The news comes after US lawmakers voted Tuesday to make public Donald Trump's tax returns, ending a years-long battle by the former president to keep the filings private as his cloudy financial past continues to stoke controversy.
In November, Trump announced his run for the 2024 White House race saying: "In order to make America great and glorious again, I am tonight announcing my candidacy for president of the United States", minutes after filing the official paperwork for his third presidential run.
Trump paid $1 million in tax while in office but nothing in 2020
Donald Trump paid $1.1 million in federal taxes in the middle two years of his presidency, according to a report being scrutinized by lawmakers Wednesday -- but almost nothing for the rest of his time in the White House.
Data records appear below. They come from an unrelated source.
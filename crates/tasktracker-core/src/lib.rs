pub mod calendar;
pub mod form;
pub mod summary;
pub mod task;

pub use calendar::{MonthRange, TimeZoneSetting};
pub use form::{FormErrors, TaskFields, TaskForm};
pub use summary::{MonthlySummary, TaskBoard};
pub use task::{Task, TaskState};
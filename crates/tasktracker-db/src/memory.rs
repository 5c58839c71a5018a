//! In-memory backend, used by tests and `--db-backend memory`.

use std::collections::BTreeMap;
use std::sync::{Arc, Mutex, MutexGuard};

use async_trait::async_trait;

use tasktracker_core::task::{CreateTask, Task, TaskFilter, UpdateTask};

use crate::{Database, DbError};

#[derive(Debug, Clone, Default)]
pub struct MemoryDatabase {
    state: Arc<Mutex<MemoryState>>,
}

#[derive(Debug, Default)]
struct MemoryState {
    last_id: i64,
    tasks: BTreeMap<i64, Task>,
}

impl MemoryDatabase {
    pub fn new() -> Self {
        Self::default()
    }

    fn lock(&self) -> Result<MutexGuard<'_, MemoryState>, DbError> {
        self.state
            .lock()
            .map_err(|_| DbError::Internal("lock poisoned".into()))
    }
}

#[async_trait]
impl Database for MemoryDatabase {
    async fn create_task(&self, input: &CreateTask) -> Result<Task, DbError> {
        let mut state = self.lock()?;
        state.last_id += 1;
        let task = Task {
            id: state.last_id,
            title: input.title.clone(),
            description: input.description.clone(),
            due_date: input.due_date,
            completed: false,
            carried_forward: false,
            created_at: input.created_at,
        };
        state.tasks.insert(task.id, task.clone());
        Ok(task)
    }

    async fn get_task(&self, id: i64) -> Result<Task, DbError> {
        self.lock()?
            .tasks
            .get(&id)
            .cloned()
            .ok_or_else(|| DbError::NotFound(format!("task {id}")))
    }

    async fn list_tasks(&self, filter: &TaskFilter) -> Result<Vec<Task>, DbError> {
        // BTreeMap iterates by id, so the stable sort leaves ties in id order.
        let mut tasks: Vec<Task> = self
            .lock()?
            .tasks
            .values()
            .filter(|t| filter.matches(t))
            .cloned()
            .collect();
        tasks.sort_by_key(|t| t.due_date);
        Ok(tasks)
    }

    async fn update_task(&self, id: i64, update: &UpdateTask) -> Result<Task, DbError> {
        let mut state = self.lock()?;
        let task = state
            .tasks
            .get_mut(&id)
            .ok_or_else(|| DbError::NotFound(format!("task {id}")))?;
        task.title = update.title.clone();
        task.description = update.description.clone();
        task.due_date = update.due_date;
        task.completed = update.completed;
        task.carried_forward = update.carried_forward;
        Ok(task.clone())
    }
}
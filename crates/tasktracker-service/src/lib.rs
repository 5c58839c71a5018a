mod clock;
mod local;
mod traits;

pub use clock::FixedClock;
pub use local::LocalService;
pub use traits::{ServiceError, TaskService};
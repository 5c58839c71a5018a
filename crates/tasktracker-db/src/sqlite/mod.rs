pub(crate) mod migrations;
pub mod queries;

use std::path::{Path, PathBuf};
use std::sync::{Arc, Mutex};

use async_trait::async_trait;
use rusqlite::Connection;

use tasktracker_core::task::{CreateTask, Task, TaskFilter, UpdateTask};

use crate::{Database, DbConfig, DbError};

/// Extension trait that converts `rusqlite::Result<T>` into `Result<T, DbError>`.
///
/// Calling `.to_db()?` is the shortest way to surface a rusqlite failure
/// inside the query modules.
pub(crate) trait SqliteResultExt<T> {
    fn to_db(self) -> Result<T, DbError>;
}

impl<T> SqliteResultExt<T> for rusqlite::Result<T> {
    fn to_db(self) -> Result<T, DbError> {
        self.map_err(map_sqlite_err)
    }
}

#[derive(Clone)]
pub struct SqliteDatabase {
    conn: Arc<Mutex<Connection>>,
}

impl SqliteDatabase {
    pub fn open(config: &DbConfig) -> Result<Self, DbError> {
        let path = config
            .sqlite_path
            .as_deref()
            .map(PathBuf::from)
            .unwrap_or_else(|| crate::data_dir().join("tasktracker.db"));
        std::fs::create_dir_all(path.parent().unwrap_or(Path::new(".")))?;
        Self::open_path(&path)
    }

    pub fn open_path(path: &Path) -> Result<Self, DbError> {
        let conn = Connection::open(path).to_db()?;
        conn.execute_batch(
            "PRAGMA journal_mode=WAL;
             PRAGMA busy_timeout=5000;",
        )
        .to_db()?;
        tracing::debug!(path = %path.display(), "opened sqlite database");
        let db = Self {
            conn: Arc::new(Mutex::new(conn)),
        };
        db.run_migrations()?;
        Ok(db)
    }

    pub fn open_in_memory() -> Result<Self, DbError> {
        let conn = Connection::open_in_memory().to_db()?;
        let db = Self {
            conn: Arc::new(Mutex::new(conn)),
        };
        db.run_migrations()?;
        Ok(db)
    }

    pub(crate) fn with_conn<F, T>(&self, f: F) -> Result<T, DbError>
    where
        F: FnOnce(&Connection) -> Result<T, DbError>,
    {
        let conn = self
            .conn
            .lock()
            .map_err(|_| DbError::Internal("lock poisoned".into()))?;
        f(&conn)
    }

    fn run_migrations(&self) -> Result<(), DbError> {
        self.with_conn(|conn| {
            migrations::run(conn)?;
            Ok(())
        })
    }
}

/// Map a `rusqlite::Error` into a `DbError::Internal`.
pub(crate) fn map_sqlite_err(e: rusqlite::Error) -> DbError {
    DbError::Internal(e.to_string())
}

#[async_trait]
impl Database for SqliteDatabase {
    async fn create_task(&self, input: &CreateTask) -> Result<Task, DbError> {
        let db = self.clone();
        let input = input.clone();
        tokio::task::spawn_blocking(move || db.create_task_sync(&input))
            .await
            .map_err(|e| DbError::Internal(e.to_string()))?
    }
    async fn get_task(&self, id: i64) -> Result<Task, DbError> {
        let db = self.clone();
        tokio::task::spawn_blocking(move || db.get_task_sync(id))
            .await
            .map_err(|e| DbError::Internal(e.to_string()))?
    }
    async fn list_tasks(&self, filter: &TaskFilter) -> Result<Vec<Task>, DbError> {
        let db = self.clone();
        let filter = filter.clone();
        tokio::task::spawn_blocking(move || db.list_tasks_sync(&filter))
            .await
            .map_err(|e| DbError::Internal(e.to_string()))?
    }
    async fn update_task(&self, id: i64, update: &UpdateTask) -> Result<Task, DbError> {
        let db = self.clone();
        let update = update.clone();
        tokio::task::spawn_blocking(move || db.update_task_sync(id, &update))
            .await
            .map_err(|e| DbError::Internal(e.to_string()))?
    }
}
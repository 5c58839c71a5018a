use chrono::{DateTime, NaiveDate, Utc};

use tasktracker_core::task::{CreateTask, Task, TaskFilter, UpdateTask};

use super::super::{pg_err, pg_not_found, PostgresDatabase};
use crate::DbError;

#[derive(sqlx::FromRow)]
struct TaskRow {
    id: i64,
    title: String,
    description: String,
    due_date: NaiveDate,
    completed: bool,
    carried_forward: bool,
    created_at: DateTime<Utc>,
}

impl From<TaskRow> for Task {
    fn from(r: TaskRow) -> Self {
        Task {
            id: r.id,
            title: r.title,
            description: r.description,
            due_date: r.due_date,
            completed: r.completed,
            carried_forward: r.carried_forward,
            created_at: r.created_at,
        }
    }
}

enum ParamValue {
    Bool(bool),
    Date(NaiveDate),
}

impl PostgresDatabase {
    pub(crate) async fn pg_create_task(&self, input: &CreateTask) -> Result<Task, DbError> {
        let row = sqlx::query_as::<_, TaskRow>(
            "INSERT INTO tasks (title, description, due_date, completed, carried_forward, created_at)
             VALUES ($1, $2, $3, FALSE, FALSE, $4)
             RETURNING *",
        )
        .bind(&input.title)
        .bind(&input.description)
        .bind(input.due_date)
        .bind(input.created_at)
        .fetch_one(&self.pool)
        .await
        .map_err(pg_err)?;

        Ok(row.into())
    }

    pub(crate) async fn pg_get_task(&self, id: i64) -> Result<Task, DbError> {
        let row = sqlx::query_as::<_, TaskRow>("SELECT * FROM tasks WHERE id = $1")
            .bind(id)
            .fetch_optional(&self.pool)
            .await
            .map_err(pg_err)?
            .ok_or_else(|| pg_not_found(&format!("task {id}")))?;

        Ok(row.into())
    }

    pub(crate) async fn pg_list_tasks(&self, filter: &TaskFilter) -> Result<Vec<Task>, DbError> {
        let mut sql = String::from("SELECT * FROM tasks WHERE 1=1");
        let mut params: Vec<ParamValue> = Vec::new();

        if let Some(completed) = filter.completed {
            params.push(ParamValue::Bool(completed));
            sql.push_str(&format!(" AND completed = ${}", params.len()));
        }
        if let Some(carried_forward) = filter.carried_forward {
            params.push(ParamValue::Bool(carried_forward));
            sql.push_str(&format!(" AND carried_forward = ${}", params.len()));
        }
        if let Some(from) = filter.due_on_or_after {
            params.push(ParamValue::Date(from));
            sql.push_str(&format!(" AND due_date >= ${}", params.len()));
        }
        if let Some(until) = filter.due_on_or_before {
            params.push(ParamValue::Date(until));
            sql.push_str(&format!(" AND due_date <= ${}", params.len()));
        }

        sql.push_str(" ORDER BY due_date ASC, id ASC");

        let mut query = sqlx::query_as::<_, TaskRow>(&sql);
        for param in params {
            query = match param {
                ParamValue::Bool(v) => query.bind(v),
                ParamValue::Date(v) => query.bind(v),
            };
        }

        let rows = query.fetch_all(&self.pool).await.map_err(pg_err)?;
        Ok(rows.into_iter().map(Task::from).collect())
    }

    pub(crate) async fn pg_update_task(
        &self,
        id: i64,
        update: &UpdateTask,
    ) -> Result<Task, DbError> {
        let row = sqlx::query_as::<_, TaskRow>(
            "UPDATE tasks
             SET title = $1, description = $2, due_date = $3,
                 completed = $4, carried_forward = $5
             WHERE id = $6
             RETURNING *",
        )
        .bind(&update.title)
        .bind(&update.description)
        .bind(update.due_date)
        .bind(update.completed)
        .bind(update.carried_forward)
        .bind(id)
        .fetch_optional(&self.pool)
        .await
        .map_err(pg_err)?
        .ok_or_else(|| pg_not_found(&format!("task {id}")))?;

        Ok(row.into())
    }
}
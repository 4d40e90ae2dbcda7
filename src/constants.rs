//! # Constants and type definitions for specfit
//!
//! This module centralizes the **numerical tolerances**, **default convergence
//! thresholds**, and **common type definitions** used throughout the `specfit`
//! library. It also defines the container type for batches of observed spectra.
//!
//! ## Overview
//!
//! - Floating-point comparison tolerances for wavelength and axis matching
//! - Default per-parameter convergence thresholds of the iterative driver
//! - Core type aliases used across the crate
//! - Container type for storing observed target spectra
//!
//! These definitions are used by all main modules, including grid handling,
//! interpolation, and the fitting drivers.

use std::collections::HashMap;

use crate::spectrum::Spectrum;

// -------------------------------------------------------------------------------------------------
// Numerical tolerances
// -------------------------------------------------------------------------------------------------

/// Relative tolerance used when matching a coordinate against a grid sample value
pub const AXIS_MATCH_EPS: f64 = 1e-9;

/// Absolute tolerance used when comparing two wavelength samplings
pub const WAVE_MATCH_EPS: f64 = 1e-8;

/// Guard value below which a synthetic flux is considered zero when forming
/// observed/synthetic ratios (continuum fitting, component division)
pub const FLUX_RATIO_GUARD: f64 = 1e-12;

// -------------------------------------------------------------------------------------------------
// Default convergence thresholds
// -------------------------------------------------------------------------------------------------

/// Default convergence threshold for effective-temperature-like parameters \[K\]
pub const THRESHOLD_TEFF: f64 = 25.0;

/// Default convergence threshold for velocity and broadening parameters \[km/s\]
pub const THRESHOLD_VELOCITY: f64 = 1.0;

/// Default convergence threshold for all remaining parameters (log g, \[M/H\], ...)
pub const THRESHOLD_DEFAULT: f64 = 0.05;

// -------------------------------------------------------------------------------------------------
// Type aliases
// -------------------------------------------------------------------------------------------------

/// Identifier of one observed target (e.g. the stem of its source file)
pub type TargetId = String;

/// A batch of observed spectra, keyed by target identifier.
///
/// Uses `ahash::RandomState` as the hasher, matching the other maps in the crate.
pub type TargetSet = HashMap<TargetId, Spectrum, ahash::RandomState>;
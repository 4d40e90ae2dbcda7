//! # Spectrum container
//!
//! This module defines the [`Spectrum`] type, the basic data container shared by
//! the whole fitting engine: an observed or synthetic spectrum with aligned
//! wavelength, flux, optional per-pixel uncertainty, and per-pixel validity
//! arrays.
//!
//! ## Invariants
//!
//! * Wavelengths are strictly increasing,
//! * All arrays have the same length,
//! * A spectrum is never resized after construction; masking flips validity
//!   flags and continuum rescaling rewrites flux values in place.
//!
//! Both invariants are enforced at construction; all later operations preserve
//! them, so any `Spectrum` handed to the fit routines is structurally valid.
//!
//! ## See also
//! ------------
//! * [`SpectralGrid`](crate::grid::SpectralGrid) – stores reference spectra on a shared sampling.
//! * [`GridInterpolator`](crate::interpolate::GridInterpolator) – produces synthetic spectra.

use crate::constants::{FLUX_RATIO_GUARD, WAVE_MATCH_EPS};
use crate::specfit_errors::SpecfitError;

/// An observed or synthetic spectrum.
///
/// Fields
/// -----------------
/// * `wave` – wavelengths, strictly increasing \[Angstrom\].
/// * `flux` – flux values aligned to `wave`.
/// * `sigma` – optional per-pixel uncertainties aligned to `wave`.
/// * `valid` – per-pixel validity flags; invalid pixels are excluded from fits.
#[derive(Debug, Clone, PartialEq)]
pub struct Spectrum {
    wave: Vec<f64>,
    flux: Vec<f64>,
    sigma: Option<Vec<f64>>,
    valid: Vec<bool>,
}

impl Spectrum {
    /// Build a spectrum from wavelength and flux arrays.
    ///
    /// All pixels start out valid and no uncertainty array is attached.
    ///
    /// Errors
    /// ----------
    /// * [`SpecfitError::InvalidSpectrum`] – array length mismatch, empty
    ///   arrays, non-finite wavelengths, or non-monotonic wavelengths.
    pub fn new(wave: Vec<f64>, flux: Vec<f64>) -> Result<Self, SpecfitError> {
        if wave.is_empty() {
            return Err(SpecfitError::InvalidSpectrum("empty arrays".into()));
        }
        if wave.len() != flux.len() {
            return Err(SpecfitError::InvalidSpectrum(format!(
                "wavelength and flux lengths differ ({} vs {})",
                wave.len(),
                flux.len()
            )));
        }
        if wave.iter().any(|w| !w.is_finite()) {
            return Err(SpecfitError::InvalidSpectrum(
                "non-finite wavelength value".into(),
            ));
        }
        if wave.windows(2).any(|w| w[1] <= w[0]) {
            return Err(SpecfitError::InvalidSpectrum(
                "wavelengths are not strictly increasing".into(),
            ));
        }
        let n = wave.len();
        Ok(Self {
            wave,
            flux,
            sigma: None,
            valid: vec![true; n],
        })
    }

    /// Attach a per-pixel uncertainty array.
    ///
    /// Errors
    /// ----------
    /// * [`SpecfitError::InvalidSpectrum`] – length mismatch with the
    ///   wavelength array.
    pub fn with_sigma(mut self, sigma: Vec<f64>) -> Result<Self, SpecfitError> {
        if sigma.len() != self.wave.len() {
            return Err(SpecfitError::InvalidSpectrum(format!(
                "sigma length {} does not match spectrum length {}",
                sigma.len(),
                self.wave.len()
            )));
        }
        self.sigma = Some(sigma);
        Ok(self)
    }

    /// Replace the validity flags wholesale (e.g. from a preexisting mask).
    ///
    /// Errors
    /// ----------
    /// * [`SpecfitError::InvalidSpectrum`] – length mismatch.
    pub fn with_valid(mut self, valid: Vec<bool>) -> Result<Self, SpecfitError> {
        if valid.len() != self.wave.len() {
            return Err(SpecfitError::InvalidSpectrum(format!(
                "mask length {} does not match spectrum length {}",
                valid.len(),
                self.wave.len()
            )));
        }
        self.valid = valid;
        Ok(self)
    }

    /// Number of pixels.
    #[inline]
    pub fn len(&self) -> usize {
        self.wave.len()
    }

    /// True when the spectrum holds no pixels (cannot happen after construction).
    #[inline]
    pub fn is_empty(&self) -> bool {
        self.wave.is_empty()
    }

    /// Wavelength array.
    #[inline]
    pub fn wave(&self) -> &[f64] {
        &self.wave
    }

    /// Flux array.
    #[inline]
    pub fn flux(&self) -> &[f64] {
        &self.flux
    }

    /// Optional uncertainty array.
    #[inline]
    pub fn sigma(&self) -> Option<&[f64]> {
        self.sigma.as_deref()
    }

    /// Per-pixel validity flags.
    #[inline]
    pub fn valid(&self) -> &[bool] {
        &self.valid
    }

    /// Number of valid pixels.
    pub fn valid_pixels(&self) -> usize {
        self.valid.iter().filter(|v| **v).count()
    }

    /// Mark one pixel invalid.
    #[inline]
    pub fn invalidate(&mut self, idx: usize) {
        self.valid[idx] = false;
    }

    /// True when both spectra share the same wavelength sampling
    /// (within [`WAVE_MATCH_EPS`]).
    pub fn same_sampling(&self, other: &Spectrum) -> bool {
        self.wave.len() == other.wave.len()
            && self
                .wave
                .iter()
                .zip(&other.wave)
                .all(|(a, b)| (a - b).abs() <= WAVE_MATCH_EPS)
    }

    /// Normalize the flux to its mean over valid pixels.
    ///
    /// Leaves the spectrum untouched when the mean is zero or no pixel is valid.
    pub fn norm_to_mean(&mut self) {
        let (sum, n) = self
            .flux
            .iter()
            .zip(&self.valid)
            .filter(|(_, v)| **v)
            .fold((0.0, 0usize), |(s, n), (f, _)| (s + f, n + 1));
        if n == 0 {
            return;
        }
        let mean = sum / n as f64;
        if mean.abs() < FLUX_RATIO_GUARD {
            return;
        }
        for f in &mut self.flux {
            *f /= mean;
        }
        if let Some(sigma) = &mut self.sigma {
            for s in sigma {
                *s /= mean;
            }
        }
    }

    /// Multiply the flux by a per-pixel correction curve (continuum rescaling).
    ///
    /// Panics in debug builds when the curve length mismatches; callers build
    /// the curve from this spectrum's own wavelength array.
    pub fn scale_by(&mut self, curve: &[f64]) {
        debug_assert_eq!(curve.len(), self.flux.len());
        for (f, c) in self.flux.iter_mut().zip(curve) {
            *f *= c;
        }
    }

    /// Add a per-pixel correction curve to the flux (additive continuum).
    pub fn shift_by(&mut self, curve: &[f64]) {
        debug_assert_eq!(curve.len(), self.flux.len());
        for (f, c) in self.flux.iter_mut().zip(curve) {
            *f += c;
        }
    }

    /// Resample this spectrum onto a new wavelength array by linear
    /// interpolation.
    ///
    /// Pixels of the new sampling falling outside the source range are set to
    /// zero flux and flagged invalid. Validity is carried over: a resampled
    /// pixel is valid only when both source pixels bracketing it are valid.
    ///
    /// Errors
    /// ----------
    /// * [`SpecfitError::InvalidSpectrum`] – `new_wave` violates the spectrum
    ///   invariants.
    pub fn resample_onto(&self, new_wave: &[f64]) -> Result<Spectrum, SpecfitError> {
        let n = new_wave.len();
        let mut flux = vec![0.0; n];
        let mut valid = vec![false; n];
        let mut sigma = self.sigma.as_ref().map(|_| vec![0.0; n]);

        for (i, &w) in new_wave.iter().enumerate() {
            if w < self.wave[0] - WAVE_MATCH_EPS || w > self.wave[self.len() - 1] + WAVE_MATCH_EPS {
                continue;
            }
            // Index of the first sample >= w, clamped to a valid segment.
            let hi = self
                .wave
                .partition_point(|x| *x < w)
                .clamp(1, self.len() - 1);
            let lo = hi - 1;
            let t = ((w - self.wave[lo]) / (self.wave[hi] - self.wave[lo])).clamp(0.0, 1.0);
            flux[i] = self.flux[lo] * (1.0 - t) + self.flux[hi] * t;
            valid[i] = self.valid[lo] && self.valid[hi];
            if let (Some(out), Some(src)) = (sigma.as_mut(), self.sigma.as_ref()) {
                out[i] = src[lo] * (1.0 - t) + src[hi] * t;
            }
        }

        let mut spec = Spectrum::new(new_wave.to_vec(), flux)?.with_valid(valid)?;
        if let Some(sigma) = sigma {
            spec = spec.with_sigma(sigma)?;
        }
        Ok(spec)
    }

    /// Subtract another spectrum's flux (composite-spectrum component removal).
    ///
    /// Errors
    /// ----------
    /// * [`SpecfitError::InvalidSpectrum`] – samplings differ.
    pub fn subtract(&mut self, other: &Spectrum) -> Result<(), SpecfitError> {
        if !self.same_sampling(other) {
            return Err(SpecfitError::InvalidSpectrum(
                "cannot subtract spectra on different wavelength samplings".into(),
            ));
        }
        for (f, o) in self.flux.iter_mut().zip(other.flux()) {
            *f -= o;
        }
        Ok(())
    }

    /// Divide by another spectrum's flux (multiplicative component removal).
    ///
    /// Pixels where the divisor is numerically zero are flagged invalid
    /// instead of producing non-finite flux.
    ///
    /// Errors
    /// ----------
    /// * [`SpecfitError::InvalidSpectrum`] – samplings differ.
    pub fn divide(&mut self, other: &Spectrum) -> Result<(), SpecfitError> {
        if !self.same_sampling(other) {
            return Err(SpecfitError::InvalidSpectrum(
                "cannot divide spectra on different wavelength samplings".into(),
            ));
        }
        for i in 0..self.flux.len() {
            let d = other.flux()[i];
            if d.abs() < FLUX_RATIO_GUARD {
                self.valid[i] = false;
            } else {
                self.flux[i] /= d;
            }
        }
        Ok(())
    }
}

#[cfg(test)]
mod spectrum_test {
    use super::*;

    fn simple() -> Spectrum {
        Spectrum::new(vec![1.0, 2.0, 3.0, 4.0], vec![10.0, 20.0, 30.0, 40.0]).unwrap()
    }

    #[test]
    fn rejects_length_mismatch() {
        let res = Spectrum::new(vec![1.0, 2.0], vec![1.0]);
        assert!(matches!(res, Err(SpecfitError::InvalidSpectrum(_))));
    }

    #[test]
    fn rejects_non_monotonic_wavelengths() {
        let res = Spectrum::new(vec![1.0, 3.0, 2.0], vec![0.0; 3]);
        assert!(matches!(res, Err(SpecfitError::InvalidSpectrum(_))));
    }

    #[test]
    fn norm_to_mean_uses_valid_pixels_only() {
        let mut spec = simple();
        spec.invalidate(3);
        spec.norm_to_mean();
        // mean over the first three pixels is 20
        assert_eq!(spec.flux(), &[0.5, 1.0, 1.5, 2.0]);
    }

    #[test]
    fn resample_interpolates_and_flags_outside_pixels() {
        let spec = simple();
        let out = spec.resample_onto(&[0.5, 1.5, 3.0, 4.5]).unwrap();
        assert!(!out.valid()[0]);
        assert_eq!(out.flux()[1], 15.0);
        assert_eq!(out.flux()[2], 30.0);
        assert!(!out.valid()[3]);
    }

    #[test]
    fn divide_flags_zero_divisor_pixels() {
        let mut spec = simple();
        let div = Spectrum::new(vec![1.0, 2.0, 3.0, 4.0], vec![2.0, 0.0, 2.0, 2.0]).unwrap();
        spec.divide(&div).unwrap();
        assert_eq!(spec.flux()[0], 5.0);
        assert!(!spec.valid()[1]);
    }
}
The seven-figure sum the former Republican president shelled out in 2018 and 2019 dwarfs his $750 bill in 2017 -- and he paid nothing at all as his losses mounted in 2020, the year of his failed re-election bid.
The figures, released late Tuesday in a report by the US Congress Joint Committee on Taxation, showed that the 76-year-old billionaire mostly claimed enormous deficits from 2015 to 2020.
The report also showed that Trump had carried forward $105 million in net operating losses on his 2015 return, $73 million in 2016, $45 million in 2017 and $23 million in 2018 to reduce his tax liability.
The House Ways and Means Committee voted Tuesday to release all of Trump's 2015-2020 returns, ending a four-year battle between Democrats and the former president that eventually reached the Supreme Court.
But it could take days before they are made available to the public, as the documents need to be expunged of social security numbers and other sensitive information.
A separate congressional report on the Internal Revenue Service's mandatory presidential audit program showed it was not doing its job during most of Trump's time in office.
"The IRS only opened one mandatory examination from 2017 to 2020 for returns filed while the former president was in office," the report reads.
The IRS began to audit Trump on the very day that Ways and Means Democrats requested his tax information in 2019.